(Beginning of Records for the task)
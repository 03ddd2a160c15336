//! gom2k - Bidirectional MQTT ↔ Kafka bridge
//!
//! Usage:
//!   gom2k [OPTIONS]
//!
//! Options:
//!   -c, --config <FILE>    Configuration file path (YAML)
//!   -l, --log-level        Log level (error, warn, info, debug, trace)
//!   --test-mqtt            Connect, subscribe and print a few publications
//!   --test-kafka           Connect and produce a single test record
//!   --test-topics          Produce to a fresh topic, exercising auto-creation
//!   -h, --help             Print help
//!   -V, --version          Print version
//!
//! Without a test flag the bridge runs until SIGINT or SIGTERM.

use std::path::PathBuf;
use std::sync::atomic::{AtomicUsize, Ordering};
use std::sync::Arc;
use std::time::Duration;

use chrono::{SecondsFormat, Utc};
use clap::{Parser, ValueEnum};
use tokio::time::sleep;
use tracing::{error, info, Level};
use tracing_subscriber::FmtSubscriber;

use gom2k::bridge::BidirectionalBridge;
use gom2k::config::{self, Config};
use gom2k::kafka::{KafkaProducer, KafkaRecord};
use gom2k::mqtt::{MqttClient, MqttMessage};

/// Log level for CLI
#[derive(Debug, Clone, Copy, ValueEnum)]
enum LogLevel {
    /// Only errors
    Error,
    /// Warnings and errors
    Warn,
    /// Informational messages
    Info,
    /// Debug messages
    Debug,
    /// Trace messages (very verbose)
    Trace,
}

impl LogLevel {
    fn to_tracing_level(self) -> Level {
        match self {
            LogLevel::Error => Level::ERROR,
            LogLevel::Warn => Level::WARN,
            LogLevel::Info => Level::INFO,
            LogLevel::Debug => Level::DEBUG,
            LogLevel::Trace => Level::TRACE,
        }
    }

    fn from_config(level: &str) -> Self {
        match level.to_lowercase().as_str() {
            "error" => LogLevel::Error,
            "warn" => LogLevel::Warn,
            "debug" => LogLevel::Debug,
            "trace" => LogLevel::Trace,
            _ => LogLevel::Info,
        }
    }
}

/// gom2k - Bidirectional MQTT-Kafka bridge
#[derive(Parser, Debug)]
#[command(name = "gom2k")]
#[command(version = "0.1.0")]
#[command(about = "Bidirectional MQTT-Kafka bridge")]
struct Args {
    /// Configuration file path (YAML format)
    #[arg(short, long)]
    config: Option<PathBuf>,

    /// Log level (error, warn, info, debug, trace)
    #[arg(short, long, value_enum)]
    log_level: Option<LogLevel>,

    /// Test MQTT connectivity: subscribe and print up to 3 publications
    #[arg(long)]
    test_mqtt: bool,

    /// Test Kafka connectivity: produce a single record to gom2k.test
    #[arg(long)]
    test_kafka: bool,

    /// Test topic auto-creation: produce to gom2k.test.autocreate
    #[arg(long)]
    test_topics: bool,
}

#[tokio::main]
async fn main() {
    let args = Args::parse();
    let config_path = args
        .config
        .clone()
        .unwrap_or_else(config::config_path);

    let test_mode = args.test_mqtt || args.test_kafka || args.test_topics;
    let load_result = if test_mode {
        Config::load_for_testing(&config_path)
    } else {
        Config::load(&config_path)
    };
    let config = match load_result {
        Ok(config) => config,
        Err(e) => {
            eprintln!("Failed to load configuration from {:?}: {}", config_path, e);
            std::process::exit(1);
        }
    };

    // CLI overrides config, config overrides the default (info)
    let log_level = args
        .log_level
        .unwrap_or_else(|| LogLevel::from_config(&config.bridge.logging.level));
    let subscriber = FmtSubscriber::builder()
        .with_max_level(log_level.to_tracing_level())
        .with_target(false)
        .with_file(false)
        .with_line_number(false)
        .compact()
        .finish();
    if let Err(e) = tracing::subscriber::set_global_default(subscriber) {
        eprintln!("Failed to install log subscriber: {}", e);
        std::process::exit(1);
    }

    info!("Loaded configuration from {:?}", config_path);

    let result = if args.test_mqtt {
        test_mqtt_connectivity(&config).await
    } else if args.test_kafka {
        test_kafka_connectivity(&config).await
    } else if args.test_topics {
        test_topic_creation(&config).await
    } else {
        run_bridge(&config).await
    };

    if let Err(e) = result {
        error!("{}", e);
        std::process::exit(1);
    }
}

/// Run the bridge until SIGINT or SIGTERM.
async fn run_bridge(config: &Config) -> Result<(), Box<dyn std::error::Error>> {
    info!(
        "MQTT: {}:{}, Kafka: {:?}",
        config.mqtt.broker.host, config.mqtt.broker.port, config.kafka.brokers
    );
    info!(
        "Bridge features: MQTT→Kafka={}, Kafka→MQTT={}",
        config.bridge.features.mqtt_to_kafka, config.bridge.features.kafka_to_mqtt
    );
    info!(
        "Topic mapping: prefix='{}', max levels={}",
        config.bridge.mapping.kafka_prefix, config.bridge.mapping.max_topic_levels
    );

    let mut bridge = BidirectionalBridge::new(config);
    bridge.start().await?;
    info!("Bridge started successfully");

    wait_for_shutdown_signal().await;
    info!("Received shutdown signal");

    bridge.stop().await?;
    info!("Bridge stopped");
    Ok(())
}

async fn wait_for_shutdown_signal() {
    #[cfg(unix)]
    {
        use tokio::signal::unix::{signal, SignalKind};
        let mut sigterm = match signal(SignalKind::terminate()) {
            Ok(sigterm) => sigterm,
            Err(e) => {
                error!("Failed to install SIGTERM handler: {}", e);
                let _ = tokio::signal::ctrl_c().await;
                return;
            }
        };
        tokio::select! {
            _ = tokio::signal::ctrl_c() => {}
            _ = sigterm.recv() => {}
        }
    }
    #[cfg(not(unix))]
    {
        let _ = tokio::signal::ctrl_c().await;
    }
}

/// Connect, subscribe and print up to 3 received publications, with a
/// 30 second overall timeout.
async fn test_mqtt_connectivity(config: &Config) -> Result<(), Box<dyn std::error::Error>> {
    const MAX_MESSAGES: usize = 3;

    info!("Testing MQTT connectivity");
    info!(
        "MQTT config: host={}, port={}, TLS={}, auth={}",
        config.mqtt.broker.host,
        config.mqtt.broker.port,
        config.mqtt.broker.use_tls,
        config.mqtt.auth.username
    );

    let message_count = Arc::new(AtomicUsize::new(0));
    let client = MqttClient::new(&config.mqtt);

    let counter = message_count.clone();
    client.set_message_callback(Arc::new(move |msg: MqttMessage| {
        let n = counter.fetch_add(1, Ordering::SeqCst) + 1;
        println!("Message {}:", n);
        println!("  Topic: {}", msg.topic);
        println!("  Payload: {}", String::from_utf8_lossy(&msg.payload));
        println!("  QoS: {}, Retained: {}", msg.qos, msg.retained);
        println!(
            "  Timestamp: {}",
            msg.timestamp.to_rfc3339_opts(SecondsFormat::Secs, true)
        );
        println!("---");
    }));

    client.connect().await?;
    client.subscribe().await?;
    info!(
        "Connected. Waiting for {} messages (30 second timeout)",
        MAX_MESSAGES
    );

    let wait = async {
        while message_count.load(Ordering::SeqCst) < MAX_MESSAGES {
            sleep(Duration::from_secs(1)).await;
        }
    };
    match tokio::time::timeout(Duration::from_secs(30), wait).await {
        Ok(()) => info!("Received {} messages, disconnecting", MAX_MESSAGES),
        Err(_) => info!(
            "Timeout reached after {} message(s)",
            message_count.load(Ordering::SeqCst)
        ),
    }

    client.disconnect().await;
    Ok(())
}

/// Connect and produce a single record to `gom2k.test`.
async fn test_kafka_connectivity(config: &Config) -> Result<(), Box<dyn std::error::Error>> {
    info!("Testing Kafka connectivity");
    info!("Kafka brokers: {:?}", config.kafka.brokers);
    info!("Security protocol: {}", config.kafka.security.protocol);

    let producer = KafkaProducer::new(&config.kafka, &config.bridge);
    producer.connect()?;
    info!("Kafka producer created");

    let record = KafkaRecord {
        topic: "gom2k.test".to_string(),
        key: "test-key".to_string(),
        value: format!(
            r#"{{"test": "message", "timestamp": "{}"}}"#,
            Utc::now().to_rfc3339_opts(SecondsFormat::Secs, true)
        )
        .into_bytes(),
    };

    info!("Sending test message to topic: {}", record.topic);
    producer.write(&record).await?;

    info!("Successfully sent test message to Kafka");
    info!("Message: key={}, topic={}", record.key, record.topic);
    producer.close()?;
    Ok(())
}

/// Produce to a topic that does not exist yet, with auto-creation forced
/// on, exercising the create fallback.
async fn test_topic_creation(config: &Config) -> Result<(), Box<dyn std::error::Error>> {
    info!("Testing auto-topic creation");

    let mut bridge_config = config.bridge.clone();
    bridge_config.kafka.auto_create_topics = true;
    bridge_config.kafka.default_partitions = 3;
    bridge_config.kafka.replication_factor = 1;

    let producer = KafkaProducer::new(&config.kafka, &bridge_config);
    producer.connect()?;

    let record = KafkaRecord {
        topic: "gom2k.test.autocreate".to_string(),
        key: "test-key".to_string(),
        value: format!(
            r#"{{"test": "auto-topic-creation", "timestamp": "{}"}}"#,
            Utc::now().to_rfc3339_opts(SecondsFormat::Secs, true)
        )
        .into_bytes(),
    };

    info!("Sending test message to new topic: {}", record.topic);
    producer.write(&record).await?;

    info!("Successfully sent message with auto-topic creation");
    info!(
        "Topic {} should now exist with {} partitions",
        record.topic, bridge_config.kafka.default_partitions
    );
    producer.close()?;
    Ok(())
}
(End of Records for the task)
Assigned task: Above are the records; print exactly the lines from the line with "to 3 publications" to the line with "let load_result = if", including both, and nothing else.

Expected output:
    /// Test MQTT connectivity: subscribe and print up to 3 publications
    #[arg(long)]
    test_mqtt: bool,

    /// Test Kafka connectivity: produce a single record to gom2k.test
    #[arg(long)]
    test_kafka: bool,

    /// Test topic auto-creation: produce to gom2k.test.autocreate
    #[arg(long)]
    test_topics: bool,
}

#[tokio::main]
async fn main() {
    let args = Args::parse();
    let config_path = args
        .config
        .clone()
        .unwrap_or_else(config::config_path);

    let test_mode = args.test_mqtt || args.test_kafka || args.test_topics;
    let load_result = if test_mode {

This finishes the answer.